Hey Mooch, I don’t disagree with you, I think we’re generally in agreement. Let me clarify that I’m not claiming there’s some agreed upon spec regarding cycle life rating, it’s why I used the word “defacto” and maybe I should have been less specific in saying; “From what I’ve seen.”

Maybe my experience is has been somewhat skewed, but the vast majority of the general “PR spec sheets” I’ve seen for LCO NMC and NCA have shown approx 800 cycles to 80% OAC in recent years. Some do list different curves, but the bullet points have always been at 800 for those chemistries. Vast majority of LiFeXX have been either 2000 to 4000. None of them show enough data or curve variables IMO.

I’ll admit I probably over generalized, and maybe unintentionally exaggerated (unintentionally) for the sake of counterpoint, and to draw attention to the fact that everything in this sphere comes with tradeoffs, and IMO there’s a lot more potential for complexity in chemistries and configurations than many appreciate.

To be clear I wasn’t saying that there are cells listing 800 cycles to 80% OAC with p42a use scenarios at all.
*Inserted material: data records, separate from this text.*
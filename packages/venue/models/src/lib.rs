#![cfg_attr(feature = "fail-on-warnings", deny(warnings))]
#![warn(clippy::all, clippy::pedantic, clippy::nursery, clippy::cargo)]
#![allow(clippy::multiple_crate_versions, clippy::cargo_common_metadata)]

//! Venue record types and the ordered per-city venue map.
//!
//! A [`Venue`] is the JSON shape consumed by the club directory frontend.
//! Field declaration order is the serialized key order, so do not reorder
//! the struct fields.

use std::collections::BTreeMap;

use serde::ser::SerializeMap as _;
use serde::{Deserialize, Serialize, Serializer};

/// A latitude/longitude pair in WGS84.
#[derive(Debug, Clone, Copy, Default, PartialEq, Serialize, Deserialize)]
pub struct Location {
    /// Latitude. `0.0` when the source row has no usable value.
    pub lat: f64,
    /// Longitude. `0.0` when the source row has no usable value.
    pub lng: f64,
}

/// Wrapper matching the Places-style `geometry.location` nesting.
#[derive(Debug, Clone, Copy, Default, PartialEq, Serialize, Deserialize)]
pub struct Geometry {
    /// Venue coordinates.
    pub location: Location,
}

/// Opening hours block. The CSV carries no hours, so every venue gets the
/// closed/empty placeholder from [`OpeningHours::default`].
#[derive(Debug, Clone, Default, PartialEq, Eq, Serialize, Deserialize)]
pub struct OpeningHours {
    /// Whether the venue is open right now.
    pub open_now: bool,
    /// Opening periods.
    pub periods: Vec<serde_json::Value>,
    /// Human-readable weekday lines.
    pub weekday_text: Vec<String>,
}

/// A single venue as written to a city's JSON file.
#[derive(Debug, Clone, Default, PartialEq, Serialize, Deserialize)]
pub struct Venue {
    /// Street address.
    pub formatted_address: String,
    /// Phone number as printed.
    pub formatted_phone_number: String,
    /// Coordinates.
    pub geometry: Geometry,
    /// Display name. Also the key of this venue within its city.
    pub name: String,
    /// Opening hours placeholder.
    pub opening_hours: OpeningHours,
    /// Free-form description.
    pub description: String,
    /// Photo URLs. Empty unless media URL generation is enabled.
    pub photo_urls: Vec<String>,
    /// Average rating.
    pub rating: f64,
    /// Reviews. Never populated from CSV.
    pub reviews: Vec<serde_json::Value>,
    /// Logo URL. Empty unless media URL generation is enabled.
    pub logo: String,
    /// Number of ratings behind [`Venue::rating`].
    pub user_ratings_total: i64,
    /// Website URL.
    pub website: String,
    /// Activities offered (pool, darts, ...).
    pub activities: Vec<String>,
}

/// Venues of one city keyed by display name, iterated in the order names
/// were first inserted.
///
/// Serializes as a JSON object. Replacing an existing name keeps its
/// original position, so the written file lists venues in the order they
/// first appeared in the input.
#[derive(Debug, Clone, Default, PartialEq)]
pub struct VenueMap {
    venues: Vec<Venue>,
    positions: BTreeMap<String, usize>,
}

impl VenueMap {
    /// Creates an empty map.
    #[must_use]
    pub const fn new() -> Self {
        Self {
            venues: Vec::new(),
            positions: BTreeMap::new(),
        }
    }

    /// Inserts `venue` under its [`Venue::name`].
    ///
    /// Returns the venue previously stored under that name, if any.
    pub fn insert(&mut self, venue: Venue) -> Option<Venue> {
        if let Some(&index) = self.positions.get(&venue.name) {
            return Some(std::mem::replace(&mut self.venues[index], venue));
        }

        self.positions.insert(venue.name.clone(), self.venues.len());
        self.venues.push(venue);
        None
    }

    /// Looks up a venue by display name.
    #[must_use]
    pub fn get(&self, name: &str) -> Option<&Venue> {
        self.positions.get(name).map(|&index| &self.venues[index])
    }

    /// Returns `true` if a venue with this name exists.
    #[must_use]
    pub fn contains(&self, name: &str) -> bool {
        self.positions.contains_key(name)
    }

    /// Number of venues.
    #[must_use]
    pub const fn len(&self) -> usize {
        self.venues.len()
    }

    /// Returns `true` if the map holds no venues.
    #[must_use]
    pub const fn is_empty(&self) -> bool {
        self.venues.is_empty()
    }

    /// Iterates venues in first-insertion order.
    pub fn iter(&self) -> std::slice::Iter<'_, Venue> {
        self.venues.iter()
    }
}

impl<'a> IntoIterator for &'a VenueMap {
    type Item = &'a Venue;
    type IntoIter = std::slice::Iter<'a, Venue>;

    fn into_iter(self) -> Self::IntoIter {
        self.iter()
    }
}

impl Serialize for VenueMap {
    fn serialize<S: Serializer>(&self, serializer: S) -> Result<S::Ok, S::Error> {
        let mut map = serializer.serialize_map(Some(self.venues.len()))?;
        for venue in &self.venues {
            map.serialize_entry(&venue.name, venue)?;
        }
        map.end()
    }
}
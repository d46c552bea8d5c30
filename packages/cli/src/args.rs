//! CLI arguments and their layering over the config file.

use std::path::PathBuf;

use clap::Args;
use club_map_transform::{RunConfig, TransformError};

/// Arguments shared by every subcommand that reads the CSV.
#[derive(Args, Debug, Default, Clone)]
pub struct SourceArgs {
    /// CSV file to read (default: `json_clubs.csv`)
    #[arg(long)]
    pub input: Option<PathBuf>,
    /// TOML config file. CLI flags override its values.
    #[arg(long)]
    pub config: Option<PathBuf>,
    /// Single-character field delimiter (default: `,`)
    #[arg(long)]
    pub delimiter: Option<String>,
    /// Maximum number of data rows to read (useful for testing)
    #[arg(long)]
    pub limit: Option<u64>,
}

/// Output and media arguments for `convert`.
#[derive(Args, Debug, Default, Clone)]
pub struct OutputArgs {
    /// Directory to write `<city>.json` files into (default: current directory)
    #[arg(long)]
    pub output_dir: Option<PathBuf>,
    /// Generate `photo_urls` and `logo` for every venue
    #[arg(long)]
    pub media: bool,
    /// Image-hosting base URL. Implies `--media`.
    #[arg(long)]
    pub media_base_url: Option<String>,
}

/// Builds the effective config: defaults, then the config file, then the
/// environment, then CLI flags.
///
/// # Errors
///
/// Returns [`TransformError`] if the config file cannot be loaded or the
/// delimiter flag is not exactly one character.
pub fn resolve_config(
    source: &SourceArgs,
    output: Option<&OutputArgs>,
    env: impl Fn(&str) -> Option<String>,
) -> Result<RunConfig, TransformError> {
    let mut config = match &source.config {
        Some(path) => RunConfig::load(path)?,
        None => RunConfig::default(),
    }
    .with_env_overrides(env);

    if let Some(input) = &source.input {
        config.input.clone_from(input);
    }
    if let Some(delimiter) = &source.delimiter {
        config.delimiter = single_char(delimiter)?;
    }
    if source.limit.is_some() {
        config.limit = source.limit;
    }

    if let Some(output) = output {
        if let Some(dir) = &output.output_dir {
            config.output_dir.clone_from(dir);
        }
        if let Some(url) = &output.media_base_url {
            config.media.base_url = Some(url.clone());
            config.media.enabled = true;
        }
        if output.media {
            config.media.enabled = true;
        }
    }

    Ok(config)
}

fn single_char(value: &str) -> Result<char, TransformError> {
    let mut chars = value.chars();
    match (chars.next(), chars.next()) {
        (Some(c), None) => Ok(c),
        _ => Err(TransformError::Config {
            message: format!("--delimiter expects a single character, got {value:?}"),
        }),
    }
}

#[cfg(test)]
mod tests {
    use super::*;

    fn no_env(_: &str) -> Option<String> {
        None
    }

    #[test]
    fn defaults_without_flags() {
        let config = resolve_config(&SourceArgs::default(), None, no_env).unwrap();
        assert_eq!(config, RunConfig::default());
    }

    #[test]
    fn flags_override_config_file() {
        let path = std::env::temp_dir().join("club_map_cli_flags_override.toml");
        std::fs::write(
            &path,
            "input = \"file.csv\"\ndelimiter = \";\"\n[media]\nbase_url = \"https://file.test\"\n",
        )
        .unwrap();

        let source = SourceArgs {
            input: Some(PathBuf::from("flag.csv")),
            config: Some(path.clone()),
            delimiter: None,
            limit: Some(3),
        };
        let output = OutputArgs {
            output_dir: Some(PathBuf::from("out")),
            media: true,
            media_base_url: None,
        };
        let config = resolve_config(&source, Some(&output), no_env).unwrap();

        assert_eq!(config.input, PathBuf::from("flag.csv"));
        assert_eq!(config.delimiter, ';');
        assert_eq!(config.limit, Some(3));
        assert_eq!(config.output_dir, PathBuf::from("out"));
        assert!(config.media.enabled);
        assert_eq!(config.media.base_url.as_deref(), Some("https://file.test"));

        let _ = std::fs::remove_file(&path);
    }

    #[test]
    fn media_base_url_flag_enables_media() {
        let output = OutputArgs {
            media_base_url: Some("https://flag.test".to_string()),
            ..OutputArgs::default()
        };
        let config = resolve_config(&SourceArgs::default(), Some(&output), |_| {
            Some("https://env.test".to_string())
        })
        .unwrap();

        assert!(config.media.enabled);
        assert_eq!(config.media.base_url.as_deref(), Some("https://flag.test"));
    }

    #[test]
    fn rejects_multi_char_delimiter() {
        let source = SourceArgs {
            delimiter: Some("||".to_string()),
            ..SourceArgs::default()
        };
        assert!(resolve_config(&source, None, no_env).is_err());
    }
}
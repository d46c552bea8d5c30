#![cfg_attr(feature = "fail-on-warnings", deny(warnings))]
#![warn(clippy::all, clippy::pedantic, clippy::nursery, clippy::cargo)]
#![allow(clippy::multiple_crate_versions, clippy::cargo_common_metadata)]

//! CSV venue row normalization, coercion, and per-city grouping.
//!
//! Reads club/venue rows from CSV, normalizes each row's city into a file
//! safe key, coerces the numeric columns, optionally builds hosted image
//! URLs, and groups the resulting [`Venue`](club_map_venue_models::Venue)
//! records by city with last-write-wins deduplication on venue name.

pub mod config;
pub mod media;
pub mod normalize;
pub mod parsing;
pub mod row;
pub mod transformer;

pub use config::{MediaConfig, RunConfig, TransformOptions};
pub use normalize::normalize_key;
pub use row::{Row, RowReader};
pub use transformer::{
    CityGroup, CityGroups, Diagnostic, TransformOutput, TransformReport, Transformer,
    transform_file, transform_reader, transform_rows,
};

/// Errors that end a transformation run.
#[derive(Debug, thiserror::Error)]
pub enum TransformError {
    /// CSV could not be read or parsed.
    #[error("CSV error: {0}")]
    Csv(#[from] csv::Error),

    /// File could not be opened or read.
    #[error("I/O error on {path}: {source}")]
    Io {
        /// Path that caused the error.
        path: String,
        /// Underlying I/O error.
        source: std::io::Error,
    },

    /// Configuration values are inconsistent or invalid.
    #[error("Invalid configuration: {message}")]
    Config {
        /// Description of what went wrong.
        message: String,
    },

    /// Config file is not valid TOML or has unknown keys.
    #[error("Config parse error: {0}")]
    ConfigParse(#[from] toml::de::Error),
}
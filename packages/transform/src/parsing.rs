//! Best-effort field coercion for CSV cells.
//!
//! An absent column parses as the literal `"0"`, which always succeeds. A
//! present cell that does not parse (including an empty one) falls back to
//! zero as well, so both cases converge on the same value.

/// Literal substituted for an absent numeric column before parsing.
const ABSENT_NUMBER: &str = "0";

/// Parses a floating point cell, defaulting to `0.0`.
///
/// Surrounding whitespace is ignored. Non-finite values (`nan`, `inf`)
/// are treated as malformed since JSON cannot represent them.
#[must_use]
pub fn parse_f64_or_zero(value: Option<&str>) -> f64 {
    value
        .unwrap_or(ABSENT_NUMBER)
        .trim()
        .parse::<f64>()
        .ok()
        .filter(|v| v.is_finite())
        .unwrap_or(0.0)
}

/// Parses an integer cell, defaulting to `0`.
///
/// Surrounding whitespace is ignored. Decimal input such as `"12.0"` is
/// malformed.
#[must_use]
pub fn parse_i64_or_zero(value: Option<&str>) -> i64 {
    value
        .unwrap_or(ABSENT_NUMBER)
        .trim()
        .parse::<i64>()
        .unwrap_or(0)
}

/// Returns the trimmed cell, or an empty string if the column is absent.
#[must_use]
pub fn trimmed(value: Option<&str>) -> String {
    value.map(str::trim).unwrap_or_default().to_string()
}

/// Splits a comma-separated cell into trimmed pieces.
///
/// A blank cell yields an empty list rather than `[""]`. Empty pieces
/// between commas are kept as empty strings.
#[must_use]
pub fn split_list(value: Option<&str>) -> Vec<String> {
    let whole = value.map(str::trim).unwrap_or_default();
    if whole.is_empty() {
        return Vec::new();
    }
    whole.split(',').map(|s| s.trim().to_string()).collect()
}
//! Key normalization for city and club names.
//!
//! A normalized key is safe to use as a file name and as a URL path
//! segment: it contains only lowercase ASCII letters, digits, and
//! underscores.

use regex::Regex;
use std::sync::LazyLock;

/// Matches every character that is not an ASCII letter, digit, whitespace,
/// or underscore.
static DISALLOWED_RE: LazyLock<Regex> =
    LazyLock::new(|| Regex::new(r"[^A-Za-z0-9\s_]").expect("valid regex"));

/// Matches runs of separators. Underscores count as separators so that an
/// already-normalized key passes through unchanged.
static SEPARATOR_RE: LazyLock<Regex> =
    LazyLock::new(|| Regex::new(r"[\s_]+").expect("valid regex"));

/// Normalizes a city or club name into a key.
///
/// The pipeline:
/// 1. Strip everything except ASCII letters, digits, whitespace, `_`
/// 2. Lowercase
/// 3. Collapse each run of whitespace/underscores into a single `_`
///
/// Leading and trailing separators are kept (as a single `_`), not trimmed.
#[must_use]
pub fn normalize_key(input: &str) -> String {
    let stripped = DISALLOWED_RE.replace_all(input, "");
    let lower = stripped.to_ascii_lowercase();
    SEPARATOR_RE.replace_all(&lower, "_").into_owned()
}

#[cfg(test)]
mod tests {
    use super::*;

    #[test]
    fn normalizes_multi_word_city() {
        assert_eq!(normalize_key("New York"), "new_york");
        assert_eq!(normalize_key("Tel Aviv"), "tel_aviv");
    }

    #[test]
    fn strips_punctuation() {
        assert_eq!(normalize_key("Joe's Bar & Grill"), "joes_bar_grill");
        assert_eq!(normalize_key("St. Louis"), "st_louis");
    }

    #[test]
    fn collapses_whitespace_runs() {
        assert_eq!(normalize_key("San  \t Francisco"), "san_francisco");
    }

    #[test]
    fn drops_non_ascii_letters() {
        assert_eq!(normalize_key("São Paulo"), "so_paulo");
        assert_eq!(normalize_key("Zürich"), "zrich");
    }

    #[test]
    fn keeps_edge_separators() {
        assert_eq!(normalize_key("Paris !"), "paris_");
        assert_eq!(normalize_key(" Berlin"), "_berlin");
    }

    #[test]
    fn is_idempotent() {
        for input in ["New York", "Joe's  Bar", "a_b", "x __ y", "Ünïcode City 9", ""] {
            let once = normalize_key(input);
            assert_eq!(normalize_key(&once), once, "input: {input:?}");
        }
    }

    #[test]
    fn output_is_restricted_charset() {
        for input in ["Köln/Bonn", "L.A. (Downtown)", "\u{3000}Tokyo\u{a0}Bay", "1-2-3"] {
            let key = normalize_key(input);
            assert!(
                key.chars()
                    .all(|c| c.is_ascii_lowercase() || c.is_ascii_digit() || c == '_'),
                "{input:?} -> {key:?}"
            );
        }
    }
}
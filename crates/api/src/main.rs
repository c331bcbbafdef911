use anyhow::Context;

use saledesk_api::server::{self, ServerConfig};
use saledesk_infra::StoreConfig;

#[tokio::main]
async fn main() -> anyhow::Result<()> {
    saledesk_observability::init();

    let store_config = StoreConfig::from_env().context("invalid store configuration")?;
    let server_config = ServerConfig::from_env().context("invalid server configuration")?;

    let services = saledesk_api::app::services::build_services(&store_config)
        .await
        .context("failed to initialise invoice store")?;
    let app = saledesk_api::app::build_app(services);

    server::serve(server_config, app)
        .await
        .with_context(|| format!("server on {} failed", server_config.addr))
}
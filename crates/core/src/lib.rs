//! `saledesk-core`: domain foundation building blocks.
//!
//! This crate contains **pure domain** primitives (no infrastructure concerns).

pub mod aggregate;
pub mod error;
pub mod id;

pub use aggregate::{AggregateRoot, Entity};
pub use error::{DomainError, DomainResult};
pub use id::{ClientId, EmployeeId, InvoiceId, ProductCode};
use axum::Router;

pub mod invoice_details;
pub mod invoices;
pub mod system;

/// Router for the invoice endpoints.
pub fn router() -> Router {
    Router::new()
        .nest("/invoices", invoices::router())
        .nest("/invoice-details", invoice_details::router())
}
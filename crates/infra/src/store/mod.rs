//! Transactional storage boundary for invoice headers and lines.
//!
//! Backends expose two surfaces:
//!
//! - [`InvoiceBackend`]: pool-level reads plus `begin()` to open a transaction.
//! - [`InvoiceTx`]: the write primitives, valid only while the transaction is open.
//!
//! Neither surface knows about validation or aggregate rules; the engine in
//! `invoices`/`lines` composes these primitives through the coordinator.
//!
//! ## Drop semantics
//!
//! An `InvoiceTx` dropped without `commit()` must discard every write made
//! through it. `sqlx::Transaction` rolls back on drop; the in-memory backend
//! simply never publishes its staged copy. The coordinator relies on this for
//! cancellation safety.

pub mod in_memory;
pub mod postgres;

use async_trait::async_trait;
use rust_decimal::Decimal;
use thiserror::Error;

use saledesk_core::InvoiceId;
use saledesk_invoicing::{InvoiceHeader, InvoiceHeaderDraft, InvoiceLine, LineKey, NewInvoiceLine};

pub use in_memory::{InMemoryInvoiceBackend, References};
pub use postgres::PostgresInvoiceBackend;

/// Backend operation error.
///
/// "Nothing matched" is not an error at this level: write primitives report
/// affected row counts and the engine decides what a zero means.
#[derive(Debug, Error, Clone, PartialEq, Eq)]
pub enum StoreError {
    /// A referenced client/employee/product/invoice is missing, or a key collided.
    #[error("constraint violation: {0}")]
    ConstraintViolation(String),

    /// The store did not answer within its bound (pool acquire or statement timeout).
    #[error("timed out: {0}")]
    Timeout(String),

    /// Connectivity or other store failure.
    #[error("store unavailable: {0}")]
    Unavailable(String),
}

/// Pool-level access: reads and transaction start.
#[async_trait]
pub trait InvoiceBackend: Send + Sync {
    /// Open a new transaction.
    async fn begin(&self) -> Result<Box<dyn InvoiceTx>, StoreError>;

    async fn fetch_header(&self, id: InvoiceId) -> Result<Option<InvoiceHeader>, StoreError>;

    /// All headers, most recent (highest id) first.
    async fn list_headers(&self) -> Result<Vec<InvoiceHeader>, StoreError>;

    /// Lines of the given invoices in one round trip, ordered by invoice id
    /// then submission position.
    async fn fetch_lines(&self, ids: &[InvoiceId]) -> Result<Vec<InvoiceLine>, StoreError>;

    /// Every line of every invoice, ordered by invoice id then position.
    async fn list_lines(&self) -> Result<Vec<InvoiceLine>, StoreError>;

    async fn fetch_line(&self, key: &LineKey) -> Result<Option<InvoiceLine>, StoreError>;
}

/// Write primitives inside one open transaction.
#[async_trait]
pub trait InvoiceTx: Send {
    /// Insert a header and return the store-generated identifier.
    async fn insert_header(&mut self, header: &InvoiceHeaderDraft) -> Result<InvoiceId, StoreError>;

    /// Overwrite header scalars; returns affected rows.
    async fn update_header(
        &mut self,
        id: InvoiceId,
        header: &InvoiceHeaderDraft,
    ) -> Result<u64, StoreError>;

    /// Lock the header row against concurrent writers until the transaction
    /// ends; `false` when it does not exist. Appenders to one invoice hold
    /// this lock across `next_position` and the inserts that follow.
    async fn lock_header(&mut self, id: InvoiceId) -> Result<bool, StoreError>;

    /// Delete a header row; returns affected rows.
    async fn delete_header(&mut self, id: InvoiceId) -> Result<u64, StoreError>;

    /// Position to use for the next line appended to `id`.
    async fn next_position(&mut self, id: InvoiceId) -> Result<i32, StoreError>;

    async fn insert_line(
        &mut self,
        id: InvoiceId,
        position: i32,
        line: &NewInvoiceLine,
    ) -> Result<(), StoreError>;

    /// Delete every line of `id`; returns affected rows.
    async fn delete_lines(&mut self, id: InvoiceId) -> Result<u64, StoreError>;

    async fn update_line(
        &mut self,
        key: &LineKey,
        quantity: Decimal,
        unit_price: Decimal,
    ) -> Result<u64, StoreError>;

    async fn delete_line(&mut self, key: &LineKey) -> Result<u64, StoreError>;

    async fn commit(self: Box<Self>) -> Result<(), StoreError>;

    async fn rollback(self: Box<Self>) -> Result<(), StoreError>;
}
That was my point specifically, the p42a specs I saw actually did a good job of being specific at cycle life at those extreme discharge rates. I was saying that a lot of cells, like say 40T’s showed more conservative pulse discharge numbers, but higher cycle life to 80% OAC, and that if they decided to focus on a higher peak discharge with cooling, and sacrificed cycle life, they may perform similarly. That’s pure speculation on my part, you’d know better than me, but it was an attempt at a metaphor, to explain why I felt (as I think we agree), p42a’s are great cells, but not ground-breaking.

For the sake of openness, I have a bunch of p42a’s, and am personally a big fan of them, fully accepting the tradeoffs.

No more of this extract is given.